I hope you all had a wonderfull weekend. First of all, thank you so very much for your great feedback. You are always so kind to me, and I really appreciate it very much.
Today, I finished the Chinese Tea Room.
This room was inspired by the Chinese Lacquer room in Monplaisir Palace. During my research, I read a lot about exotic corners in wealthy Victorian homes and when my aunt Lorraine brought me back a wonderful book from her visit to the Peterhof, I knew the room would be just perfect for the small attic space.
Last post, I left off having just finished the chinoiserie panels and the main wall sections.
The ceiling was sent to me by a very dear friend. It is very Tudor, but after painting it white and accenting the plasterwork in gold, I think it worked out well. The next step was framing the chinoiserie panels with gold painted molding.
Normally, I start by looking at all the materials I have and design my rooms with that in mind so that I know exactly what I'm doing. This time, I started with a design and just jumped in. I was so happy with the look of the wall section that I completely forgot one little detail...rounded panels! I took my painted molding strips and used my Xacto knife to make cuts 3/4 of the way down, 1/8 of an inch apart. I then used gel super glue to carefully curve them into place. I wasted a lot of molding because it snapped a few times, but in the end it worked.
In the picture above, you can see I carved the edges of the top and bottom molding strips to line up with the design, then I applied 2 coats of Gesso to fill in the cuts. After some sanding, it didn't look too bad. The last preparation step was the corbels on the walls. I ordered brackets from Sue Cook and painted them gold. I used Delta Ceramcoat paints for this room because they dry fast. However, the metallic gold paint tends to be thick, and a skin forms on the top faster than on the other colors...it still went on well. After they were glued on the wall, I took a strip of lumber and cut it to create a small shelf over the bracket. Eventually each corbel will have a piece of oriental pottery on it. In the meantime, I used items from my collection to give you an idea of what it will look like.
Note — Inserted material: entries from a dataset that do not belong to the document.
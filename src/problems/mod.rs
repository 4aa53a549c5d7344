//! Classic exercises built on the counting trie.
//!
//! Each problem owns a [`Trie`](crate::Trie) over the alphabet that fits its
//! keys and drives it through the public API only:
//! - [`phone_list`]: reject phone lists where one number prefixes another
//!   (10-ary, reuses one arena across datasets via `clear`)
//! - [`max_xor`]: best XOR partner queries over a set of `u32` (2-ary,
//!   32-level fixed-depth keys, severed subtrees recycled)
//! - [`word_filter`]: mask sensitive words in free text (26-ary,
//!   longest match from every position)
//! - [`t9`]: T9 predictive text where word frequency is key multiplicity

pub mod max_xor;
pub mod phone_list;
pub mod t9;
pub mod word_filter;

pub use max_xor::{max_pair_xor, XorSet};
pub use phone_list::{is_consistent, PhoneList};
pub use t9::T9;
pub use word_filter::WordFilter;

/// Arena size for storing `keys` once each: one node per byte plus the root.
pub(crate) fn capacity_for<S: AsRef<[u8]>>(keys: impl IntoIterator<Item = S>) -> usize {
    1 + keys.into_iter().map(|k| k.as_ref().len()).sum::<usize>()
}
The next step was the floor. Once again, I used iron-on wood strips from the hardware store, however I tried a new technique I plan on using in the Library. I started by drawing guidelines 1/4 of an inch apart on my illustration board subfloor. Next, I looked online and glued down 1/4 inch strips to create an oriental inspired pattern. I then mixed 2 parts black oil paint to 1 part Liquin. I covered my design using a small brush and wiped it off after 5 minutes. I waited 2 days for it to dry then filled in the rest of the floor.
I was happy with the result because the border was dark, but you could still see the wood grain come through. The only problem was that the paint was still a little wet in corners, so next time, just to be safe, I will wait 1 week before filling in the floor.
And here is the installed floor. Normally I use 2 or 3 coats of shellac, but this time I applied 4 coats to get a more golden color. When the floor and the 3 walls were glued down and had time to dry, I turned the attic section upside down and glued down the ceiling piece. I then cut illustration board to cover the angled sides of the room. I could have painted the mdf, but by covering it with illustration board, I hid the gap created by the thickness of the ceiling and the side walls.
Another idea I had was for the cabinet that will house a collection of teapots. It is the same principle as my butler's pantry.
The room measure 14 1/2 inches by 9 3/4 inches and is rather busy. For this reason, I decided the only furniture I will use is a table and 4 chairs, a tea trolly or small serving stand, and possibly a birdcage. I had an old walnut table lying around, so I took off the top, painted the base black and added gold detail, then faux marbled the top. At first, I was going to make it and the ledge beneath the fireplace white marble, but decided it would stick out too much in miniature. Therefore, the fireplace bottom is the wedgewood green color I used to make the chinoiserie, and for the tabletop I used black, forest green and white to create green marble. 3 coats of glaze and 1 coat of clear wax to finished the look.
And, as usual, here are pictures of the empty room.
Originally, I planned to hang gold curtains on the sides of the arched doorway. However, that doorway is the only view to the room behind it. For this reason I might just leave it open to get a good view of the large windows I cut out.
And that's it for the Chinese Tea Room. I won't lie, this room was a lot of work and a lot of patience, but I'm very happy with the result. My next step is to prime the rest of the attic section, and then I will work on the Nursery, Office, Bathroom, and the Parlor behind the Tea Room...then, I begin the exterior.
Once again, thank you so much for following my miniature adventures. I hate computers, but I must say it's a real priviledge to get to know all of you and your wonderful artwork. I look forward to reading your posts and I wish you all a wonderful week.